As a result, Samsung’s share price has dropped more than seven per cent. While Samsung remains the world’s largest mobile-phone and smartphone manufacturer, with an operating profit in the second quarter of this year of $5.86 billion, its reputation and future commercial prospects have been significantly dented.

There is another important aspect to the court ruling. Samsung is the leading producer of smartphones that run on Google’s Android operating system, which powers 64 per cent of all the smartphones shipped in spring this year. Therefore, the victory was a head-on challenge to Google and the many other smartphone manufacturers who use Android in their devices. Many suffered their own share-price jitters as a result of the US ruling.

What was in dispute were a number of relatively minor design features that many consumers might well take for granted. They include: pinching and zooming images with your fingers using a touchscreen; the grid of rounded square icons against a black background; the ornamental design of the phone; the rounded edges of the phone; double-tapping the screen to enlarge portions of a webpage; and the ‘rubber band’ effect, whereby the screen bounces back if it reaches the outmost edges of its content.

According to the International Business Times website, just the rubber-band patent infringement will mean 21 separate Samsung products are affected by the ruling. If the Californian judge decides to grant Apple an outright ban, Samsung would have to stop selling many of its leading products in the US market. But that wouldn’t be the end of it. The same case is likely to be contested in other countries, too, including Germany, the UK, France, Italy, the Netherlands, Spain and Japan. A similar case in South Korea led to a ruling last week that Samsung and Apple had infringed each other’s patents. If more courts come down in favour of Apple, the ramifications for Samsung could be huge.

But this dispute is just the tip of the iceberg when it comes to phone manufacturers slugging it out in the courts. There are an estimated 97 patent disputes going on this year in the US alone, up fourfold from 2006 when there were 24 cases. Apple is estimated to be responsible directly or indirectly for 60 per cent of them. In many cases, what is at stake is the right of other manufacturers to use and exploit what are deemed intrinsic features that are essential to what a phone does, how it performs or, in the case of some contested patents in this dispute, simply what it looks like.

Some have objected to Apple, arguing that in the case of a touchscreen you cannot do anything else with it other than tap, pinch and swipe. How can one company patent those gestures as its own? But seen in another way, the reasons why these disputes are so hotly contested is because much of the technology used in mobiles and smartphones is shared between many of the leading manufacturers. Even Apple and Samsung share the same technology: much of the iPhone’s own technology is made by, you guessed it, Samsung.

As such, new technological advances that would have given one manufacturer a technical advantage over another have disappeared. Now, companies often license their innovations to other manufacturers. Those who pay to use particular patented innovations benefit from using a technology they no longer have to compete with; those who hold patents gain significant revenues from royalty fees.

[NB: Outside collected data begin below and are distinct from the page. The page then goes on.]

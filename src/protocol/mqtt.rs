// SPDX-License-Identifier: MPL-2.0
// This Source Code Form is subject to the terms of the Mozilla Public
// License, v. 2.0. If a copy of the MPL was not distributed with this
// file, You can obtain one at https://mozilla.org/MPL/2.0/.

//! MQTT transport.

use std::future::Future;
use std::sync::atomic::{AtomicU64, Ordering};
use std::time::Duration;

use rumqttc::{
    AsyncClient, ConnectReturnCode, ConnectionError, Event, EventLoop, MqttOptions, Packet, QoS,
};

use crate::error::TransportError;
use crate::protocol::{Credentials, Transport};

/// Global counter for generating unique client IDs.
static CLIENT_ID_COUNTER: AtomicU64 = AtomicU64::new(0);

/// MQTT transport treating a state topic as the device endpoint.
///
/// Each fetch opens one broker session, subscribes to the topic given as
/// the device address, optionally publishes a request payload (for devices
/// that only report on demand) and returns the first message received on
/// the state topic. Retained state messages are returned immediately.
///
/// Credentials passed to [`fetch`](Transport::fetch) are used for the
/// broker connection.
///
/// # Examples
///
/// ```
/// use pollsync_lib::protocol::MqttTransport;
///
/// let transport = MqttTransport::builder()
///     .broker("mqtt://192.168.1.50:1883")
///     .request("cmnd/plug/STATUS", "8")
///     .build()
///     .unwrap();
///
/// assert_eq!(transport.broker_host(), "192.168.1.50");
/// assert_eq!(transport.broker_port(), 1883);
/// ```
#[derive(Debug, Clone)]
pub struct MqttTransport {
    host: String,
    port: u16,
    request: Option<(String, String)>,
    keep_alive: Duration,
    client_prefix: String,
}

impl MqttTransport {
    /// Returns a builder.
    #[must_use]
    pub fn builder() -> MqttTransportBuilder {
        MqttTransportBuilder::new()
    }

    /// Returns the broker host.
    #[must_use]
    pub fn broker_host(&self) -> &str {
        &self.host
    }

    /// Returns the broker port.
    #[must_use]
    pub fn broker_port(&self) -> u16 {
        self.port
    }

    fn options(&self, credentials: Option<&Credentials>) -> MqttOptions {
        // Unique per fetch (PID + counter) so concurrent polls never kick each other off
        let counter = CLIENT_ID_COUNTER.fetch_add(1, Ordering::Relaxed);
        let client_id = format!("{}_{}_{}", self.client_prefix, std::process::id(), counter);

        let mut options = MqttOptions::new(client_id, self.host.clone(), self.port);
        options.set_keep_alive(self.keep_alive);
        options.set_clean_session(true);
        if let Some(creds) = credentials {
            options.set_credentials(creds.username.clone(), creds.password.clone());
        }
        options
    }
}

impl Transport for MqttTransport {
    fn fetch(
        &self,
        address: &str,
        credentials: Option<&Credentials>,
        timeout: Duration,
    ) -> impl Future<Output = Result<Vec<u8>, TransportError>> + Send {
        let options = self.options(credentials);
        let state_topic = address.to_string();
        let request = self.request.clone();

        async move {
            let (client, event_loop) = AsyncClient::new(options, 10);

            client
                .subscribe(&state_topic, QoS::AtLeastOnce)
                .await
                .map_err(|e| TransportError::other(e.to_string()))?;

            if let Some((topic, payload)) = request {
                tracing::debug!(topic = %topic, payload = %payload, "Publishing MQTT poll request");
                client
                    .publish(topic, QoS::AtLeastOnce, false, payload)
                    .await
                    .map_err(|e| TransportError::other(e.to_string()))?;
            }

            let result = tokio::time::timeout(timeout, wait_for_state(event_loop, &state_topic))
                .await
                .map_err(|_| TransportError::timeout(timeout))?;

            // The event loop is gone at this point; dropping the client closes the session
            drop(client);
            result
        }
    }
}

/// Drives the event loop until a message arrives on `state_topic`.
async fn wait_for_state(
    mut event_loop: EventLoop,
    state_topic: &str,
) -> Result<Vec<u8>, TransportError> {
    loop {
        match event_loop.poll().await {
            Ok(Event::Incoming(Packet::ConnAck(connack))) => {
                tracing::trace!(?connack, "MQTT connected");
            }
            Ok(Event::Incoming(Packet::Publish(publish))) if publish.topic == state_topic => {
                tracing::debug!(
                    topic = %publish.topic,
                    bytes = publish.payload.len(),
                    "Received MQTT state message"
                );
                return Ok(publish.payload.to_vec());
            }
            Ok(_) => {}
            Err(e) => return Err(classify(e)),
        }
    }
}

/// Maps a rumqttc connection failure onto the transport taxonomy.
fn classify(error: ConnectionError) -> TransportError {
    match error {
        ConnectionError::ConnectionRefused(
            code @ (ConnectReturnCode::BadUserNamePassword | ConnectReturnCode::NotAuthorized),
        ) => TransportError::auth_failure(format!("broker refused connection: {code:?}")),
        ConnectionError::ConnectionRefused(code) => {
            TransportError::connection_refused(format!("broker refused connection: {code:?}"))
        }
        ConnectionError::Io(e) => match e.kind() {
            std::io::ErrorKind::ConnectionRefused
            | std::io::ErrorKind::ConnectionReset
            | std::io::ErrorKind::ConnectionAborted
            | std::io::ErrorKind::NotConnected => TransportError::connection_refused(e.to_string()),
            _ => TransportError::other(e.to_string()),
        },
        ConnectionError::NetworkTimeout => TransportError::new(
            crate::error::TransportErrorKind::Timeout,
            "broker network timeout",
        ),
        other => TransportError::other(other.to_string()),
    }
}

/// Parses an MQTT URL into host and port.
fn parse_mqtt_url(url: &str) -> Result<(String, u16), TransportError> {
    let url = url
        .strip_prefix("mqtt://")
        .or_else(|| url.strip_prefix("tcp://"))
        .unwrap_or(url);

    let (host, port) = if let Some((h, p)) = url.rsplit_once(':') {
        let port = p
            .parse()
            .map_err(|_| TransportError::other(format!("invalid broker port: {p}")))?;
        (h.to_string(), port)
    } else {
        (url.to_string(), 1883)
    };

    if host.is_empty() {
        return Err(TransportError::other("broker host is empty"));
    }

    Ok((host, port))
}

/// Builder for [`MqttTransport`].
#[derive(Debug, Default)]
pub struct MqttTransportBuilder {
    broker: Option<String>,
    request: Option<(String, String)>,
    keep_alive: Option<Duration>,
    client_prefix: Option<String>,
}

impl MqttTransportBuilder {
    /// Creates a new builder.
    #[must_use]
    pub fn new() -> Self {
        Self::default()
    }

    /// Sets the MQTT broker URL (`mqtt://host:port`, `tcp://host:port` or `host:port`).
    #[must_use]
    pub fn broker(mut self, broker: impl Into<String>) -> Self {
        self.broker = Some(broker.into());
        self
    }

    /// Publishes `payload` on `topic` after subscribing, on every fetch.
    #[must_use]
    pub fn request(mut self, topic: impl Into<String>, payload: impl Into<String>) -> Self {
        self.request = Some((topic.into(), payload.into()));
        self
    }

    /// Sets the MQTT keep-alive interval.
    #[must_use]
    pub fn keep_alive(mut self, keep_alive: Duration) -> Self {
        self.keep_alive = Some(keep_alive);
        self
    }

    /// Sets the prefix of generated client IDs.
    #[must_use]
    pub fn client_prefix(mut self, prefix: impl Into<String>) -> Self {
        self.client_prefix = Some(prefix.into());
        self
    }

    /// Builds the transport.
    ///
    /// # Errors
    ///
    /// Returns error if the broker URL is missing or invalid.
    pub fn build(self) -> Result<MqttTransport, TransportError> {
        let broker = self
            .broker
            .ok_or_else(|| TransportError::other("broker URL is required"))?;
        let (host, port) = parse_mqtt_url(&broker)?;

        Ok(MqttTransport {
            host,
            port,
            request: self.request,
            keep_alive: self.keep_alive.unwrap_or(Duration::from_secs(30)),
            client_prefix: self.client_prefix.unwrap_or_else(|| "pollsync".to_string()),
        })
    }
}

#[cfg(test)]
mod tests {
    use super::*;

    #[test]
    fn parse_url_with_scheme() {
        let (host, port) = parse_mqtt_url("mqtt://192.168.1.50:1884").unwrap();
        assert_eq!(host, "192.168.1.50");
        assert_eq!(port, 1884);
    }

    #[test]
    fn parse_url_tcp_scheme() {
        let (host, port) = parse_mqtt_url("tcp://broker.local:1883").unwrap();
        assert_eq!(host, "broker.local");
        assert_eq!(port, 1883);
    }

    #[test]
    fn parse_url_default_port() {
        let (host, port) = parse_mqtt_url("broker.local").unwrap();
        assert_eq!(host, "broker.local");
        assert_eq!(port, 1883);
    }

    #[test]
    fn parse_url_invalid_port() {
        assert!(parse_mqtt_url("mqtt://broker:abc").is_err());
    }

    #[test]
    fn builder_requires_broker() {
        assert!(MqttTransportBuilder::new().build().is_err());
    }

    #[test]
    fn classify_bad_credentials() {
        let err = classify(ConnectionError::ConnectionRefused(
            ConnectReturnCode::BadUserNamePassword,
        ));
        assert_eq!(err.kind(), crate::error::TransportErrorKind::AuthFailure);

        let err = classify(ConnectionError::ConnectionRefused(
            ConnectReturnCode::ServiceUnavailable,
        ));
        assert_eq!(
            err.kind(),
            crate::error::TransportErrorKind::ConnectionRefused
        );
    }

    #[test]
    fn classify_io_refused() {
        let io = std::io::Error::new(std::io::ErrorKind::ConnectionRefused, "refused");
        let err = classify(ConnectionError::Io(io));
        assert_eq!(
            err.kind(),
            crate::error::TransportErrorKind::ConnectionRefused
        );
    }
}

One simple example of this convergence is in voice-operated features, where a user can use their voice to control the phone to operate an application, dictate text or play a music track. Apple made much of its own voice-controlled feature, called Siri, at the launch of its last model, the iPhone 4S. By that time, Samsung’s Galaxy S2 smartphone already had its own voice-controlled assistant, called S-Voice. Both manufacturers had licensed the same voice-recognition technology from a company called Nuance, which claims to be the world’s biggest supplier of mobile handset and car manufacturers’ voice-recognition technology.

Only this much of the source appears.